ABOUT THIS TASK
Work through the records that follow and return each line containing the word "cargo".

Top of TASK DATA

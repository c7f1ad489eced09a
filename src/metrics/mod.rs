//! Stdout Metrics Aggregation Module
//!
//! Buffers counters, gauges, histogram samples and set members in memory,
//! keyed by metric name plus an order-independent tag set, and drains them
//! as `MONITORING|...` lines for a log-scraping monitoring agent:
//!
//! - **Aggregator** merges observations per bucket and emits on flush
//! - **MetricsClient** emits every observation immediately
//! - **Emitter** renders and writes one line; stdout by default

mod aggregator;
mod client;
mod clock;
mod commands;
mod emitter;
mod error;
mod key;
mod types;

pub use aggregator::{Aggregator, Flush, PendingCounts};
pub use client::MetricsClient;
pub use clock::{Clock, ManualClock, SystemClock};
pub use commands::{CommandError, CommandOutcome, CommandValue, MetricsCommand};
pub use emitter::{format_line, Emitter, LineEmitter, LINE_PREFIX};
pub use error::{ArithmeticError, InvalidTagsError, MetricsError};
pub use key::{full_name, KeyResolver, ResolvedKey};
pub use types::{MetricKind, Number, TagSet};
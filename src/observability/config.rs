//! Metrics Configuration
//!
//! Settings come from a TOML file, environment variables, or both (the
//! environment wins):
//!
//! - `METRICS_SERVICE_PREFIX`: prefix joined to every metric name
//! - `METRICS_STATS_GROUP`: adds a `group:<value>` tag to every metric
//! - `METRICS_FLUSH_INTERVAL_SECS`: how often `metrics-pipe` flushes
//! - `RUST_LOG`: operational log filter
//! - `METRICS_LOG_FORMAT`: `text` or `json`

use serde::{Deserialize, Serialize};
use std::path::Path;
use std::time::Duration;

/// Configuration for aggregators, clients and the pipe binary
#[derive(Debug, Clone, PartialEq, Eq, Serialize, Deserialize)]
#[serde(default)]
pub struct MetricsConfig {
    /// Prefix for every metric name (default: app)
    pub service_prefix: String,
    /// Stats group injected as a default tag (default: none)
    pub stats_group: Option<String>,
    /// Interval between periodic flushes (default: 10s)
    #[serde(rename = "flush_interval_secs", with = "duration_secs")]
    pub flush_interval: Duration,
    /// `tracing` filter directive for the operational log (default: info)
    pub log_filter: String,
    /// Operational log format (default: text)
    pub log_format: LogFormat,
}

/// Output format of the operational log
#[derive(Debug, Clone, Copy, PartialEq, Eq, Default, Serialize, Deserialize)]
#[serde(rename_all = "lowercase")]
pub enum LogFormat {
    #[default]
    Text,
    Json,
}

impl std::str::FromStr for LogFormat {
    type Err = String;

    fn from_str(s: &str) -> Result<Self, Self::Err> {
        match s.trim().to_ascii_lowercase().as_str() {
            "text" => Ok(LogFormat::Text),
            "json" => Ok(LogFormat::Json),
            other => Err(format!("Unknown log format: {}", other)),
        }
    }
}

impl Default for MetricsConfig {
    fn default() -> Self {
        MetricsConfig {
            service_prefix: "app".to_string(),
            stats_group: None,
            flush_interval: Duration::from_secs(10),
            log_filter: "info".to_string(),
            log_format: LogFormat::Text,
        }
    }
}

/// Configuration loading failure
#[derive(Debug)]
pub enum ConfigError {
    Io(std::io::Error),
    Parse(toml::de::Error),
    InvalidValue { key: &'static str, value: String },
}

impl std::fmt::Display for ConfigError {
    fn fmt(&self, f: &mut std::fmt::Formatter<'_>) -> std::fmt::Result {
        match self {
            ConfigError::Io(e) => write!(f, "Failed to read config: {}", e),
            ConfigError::Parse(e) => write!(f, "Failed to parse config: {}", e),
            ConfigError::InvalidValue { key, value } => {
                write!(f, "Invalid value for {}: {:?}", key, value)
            }
        }
    }
}

impl std::error::Error for ConfigError {}

impl From<std::io::Error> for ConfigError {
    fn from(e: std::io::Error) -> Self {
        ConfigError::Io(e)
    }
}

impl From<toml::de::Error> for ConfigError {
    fn from(e: toml::de::Error) -> Self {
        ConfigError::Parse(e)
    }
}

impl MetricsConfig {
    /// Defaults overridden by environment variables
    pub fn from_env() -> Result<Self, ConfigError> {
        Self::default().with_overrides(|key| std::env::var(key).ok())
    }

    /// Parse a TOML document; missing keys take their defaults
    pub fn from_toml_str(s: &str) -> Result<Self, ConfigError> {
        Ok(toml::from_str(s)?)
    }

    /// Read a TOML file, then apply environment overrides
    pub fn load(path: impl AsRef<Path>) -> Result<Self, ConfigError> {
        let contents = std::fs::read_to_string(path)?;
        Self::from_toml_str(&contents)?.with_overrides(|key| std::env::var(key).ok())
    }

    /// Apply overrides from `lookup` (normally the process environment)
    pub fn with_overrides(
        mut self,
        lookup: impl Fn(&str) -> Option<String>,
    ) -> Result<Self, ConfigError> {
        if let Some(prefix) = lookup("METRICS_SERVICE_PREFIX") {
            self.service_prefix = prefix;
        }
        if let Some(group) = lookup("METRICS_STATS_GROUP") {
            self.stats_group = Some(group).filter(|g| !g.is_empty());
        }
        if let Some(raw) = lookup("METRICS_FLUSH_INTERVAL_SECS") {
            let secs = raw.trim().parse::<u64>().map_err(|_| ConfigError::InvalidValue {
                key: "METRICS_FLUSH_INTERVAL_SECS",
                value: raw.clone(),
            })?;
            self.flush_interval = Duration::from_secs(secs);
        }
        if let Some(filter) = lookup("RUST_LOG") {
            self.log_filter = filter;
        }
        if let Some(raw) = lookup("METRICS_LOG_FORMAT") {
            self.log_format = raw.parse().map_err(|_| ConfigError::InvalidValue {
                key: "METRICS_LOG_FORMAT",
                value: raw.clone(),
            })?;
        }
        Ok(self)
    }
}

/// Serde helper for Duration as whole seconds
mod duration_secs {
    use serde::{Deserialize, Deserializer, Serialize, Serializer};
    use std::time::Duration;

    pub fn serialize<S>(duration: &Duration, serializer: S) -> Result<S::Ok, S::Error>
    where
        S: Serializer,
    {
        duration.as_secs().serialize(serializer)
    }

    pub fn deserialize<'de, D>(deserializer: D) -> Result<Duration, D::Error>
    where
        D: Deserializer<'de>,
    {
        let secs = u64::deserialize(deserializer)?;
        Ok(Duration::from_secs(secs))
    }
}
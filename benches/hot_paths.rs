//! Hot path benchmarks for the aggregation engine.
//!
//! Run with: `cargo bench --bench hot_paths`
//! Compare baselines: `cargo bench --bench hot_paths -- --baseline main`
//!
//! Recording calls sit on the caller's request path; flush cost is linear
//! in the number of distinct buckets.

use criterion::{black_box, criterion_group, criterion_main, BatchSize, Criterion, Throughput};
use lambda_dd_metrics::metrics::{Aggregator, KeyResolver, LineEmitter, ManualClock};
use std::io::Sink;

type BenchAggregator = Aggregator<LineEmitter<Sink, ManualClock>>;

fn aggregator() -> BenchAggregator {
    Aggregator::with_emitter(
        "bench",
        Some("group"),
        LineEmitter::new(std::io::sink(), ManualClock::new(0)),
    )
}

/// Benchmark key resolution with various tag counts
fn bench_resolve(c: &mut Criterion) {
    let mut group = c.benchmark_group("resolve");
    group.throughput(Throughput::Elements(1));

    let resolver = KeyResolver::new(Some("group"));
    for tag_count in [0, 2, 8] {
        let tags: Vec<String> = (0..tag_count).map(|i| format!("tag{}:value", i)).collect();
        let tags: Vec<&str> = tags.iter().map(String::as_str).collect();

        group.bench_function(format!("tags_{}", tag_count), |b| {
            b.iter(|| resolver.resolve(black_box(&tags)))
        });
    }

    group.finish();
}

/// Benchmark the recording operations on an existing bucket
fn bench_record(c: &mut Criterion) {
    let mut group = c.benchmark_group("record");
    group.throughput(Throughput::Elements(1));

    let agg = aggregator();
    let tags = ["env:prod", "host:web01"];

    group.bench_function("increment", |b| {
        b.iter(|| agg.increment(black_box("requests"), 1, &tags))
    });
    group.bench_function("set_gauge", |b| {
        b.iter(|| agg.set_gauge(black_box("cpu"), 75, &tags))
    });
    group.bench_function("record_set_member", |b| {
        b.iter(|| agg.record_set_member(black_box("users"), "alice", &tags))
    });

    group.finish();
}

/// Benchmark flushing a populated aggregator
fn bench_flush(c: &mut Criterion) {
    let mut group = c.benchmark_group("flush");

    for buckets in [10, 100, 1000] {
        group.throughput(Throughput::Elements(buckets));
        let agg = aggregator();

        group.bench_function(format!("buckets_{}", buckets), |b| {
            b.iter_batched(
                || {
                    for i in 0..buckets {
                        let tag = format!("shard:{}", i);
                        let _ = agg.incr("requests", &[tag.as_str()]);
                    }
                },
                |()| agg.flush_all(),
                BatchSize::SmallInput,
            )
        });
    }

    group.finish();
}

criterion_group!(benches, bench_resolve, bench_record, bench_flush);
criterion_main!(benches);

Bottom of TASK DATA

TASK SOLUTION
//! Run with: `cargo bench --bench hot_paths`
//! Compare baselines: `cargo bench --bench hot_paths -- --baseline main`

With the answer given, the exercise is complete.